Oppenheimer’s influence is evident throughout Los Alamos, with a street bearing his name and an IPA named in his honor at a local brewery. The city embraces its scientific legacy, showcasing his handwritten notes and ID card in a museum exhibit. Los Alamos National Laboratory employees played a significant role in the film, contributing as extras and engaging in enlightening discussions during breaks.

The “Oppenheimer” Movie

Director Christopher Nolan’s perspective on the Trinity Test and its profound impact is evident in his approach to “Oppenheimer.” He has described the event as an extraordinary moment in human history and expressed his desire to immerse the audience in the pivotal moment when the button was pushed. Nolan’s dedication to bringing historical accuracy and emotional depth to the screen is evident as he draws inspiration from Kai Bird and Martin J. Sherwin’s Pulitzer Prize-winning book, “American Prometheus: The Triumph and Tragedy of J. Robert Oppenheimer.

For Nolan, Oppenheimer’s story is a potent blend of dreams and nightmares, capturing the complexity and consequences of the Manhattan Project.
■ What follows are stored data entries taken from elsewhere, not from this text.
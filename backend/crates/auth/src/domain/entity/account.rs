//! Account Entity
//!
//! A registered student or teacher. Accounts are never hard-deleted here.

use chrono::{DateTime, Utc};

use crate::domain::value_object::{
    account_id::AccountId,
    account_role::AccountRole,
    display_name::DisplayName,
    email::Email,
    user_password::UserPassword,
    verification_state::{VerificationState, VerificationStatus},
    verification_token::IssuedToken,
};

#[derive(Debug, Clone)]
pub struct Account {
    pub account_id: AccountId,
    /// Unique, lower-cased
    pub email: Email,
    pub display_name: DisplayName,
    pub role: AccountRole,
    pub password_hash: UserPassword,
    pub verification: VerificationState,
    pub created_at: DateTime<Utc>,
    pub updated_at: DateTime<Utc>,
}

impl Account {
    /// New unverified account holding its first token
    pub fn register(
        email: Email,
        display_name: DisplayName,
        role: AccountRole,
        password_hash: UserPassword,
        issued: IssuedToken,
        now: DateTime<Utc>,
    ) -> Self {
        Self {
            account_id: AccountId::new(),
            email,
            display_name,
            role,
            password_hash,
            verification: VerificationState::pending(issued),
            created_at: now,
            updated_at: now,
        }
    }

    pub fn is_verified(&self) -> bool {
        self.verification.is_verified()
    }

    /// Only verified accounts may log in
    pub fn can_login(&self) -> bool {
        self.is_verified()
    }

    pub fn pending_token(&self) -> Option<&IssuedToken> {
        self.verification.pending_token()
    }

    pub fn verification_status(&self, now: DateTime<Utc>) -> VerificationStatus {
        self.verification.status_at(now)
    }
}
As the film reaches global audiences, it also offers a unique opportunity to raise awareness about the downwinders in New Mexico, whose lives were forever altered by the legacy of nuclear weapons testing.

The Oppenheimer Festival and Beyond

Los Alamos is determined to use the Oppenheimer Festival as an opportunity to educate visitors about the true stories behind the film’s events. The county’s “Project Oppenheimer” initiative, launched in early 2023, encompasses forums, documentaries, art installations, and exhibits that delve into the scientific contributions of the laboratory and the social implications of the Manhattan Project.

A special area during the festival will facilitate discussions about the movie, fostering a deeper understanding of the community’s history. The county aims to continue revisiting and discussing the legacy of the Manhattan Project, ensuring that the impact of this pivotal moment in history is never forgotten.

As “Oppenheimer” takes audiences on an emotional journey, it serves as a reminder that every historical event carries with it complex and multifaceted implications. The movie may celebrate the scientific achievements of the past, but it also illuminates the urgent need to recognize and address the human cost that persists to this day.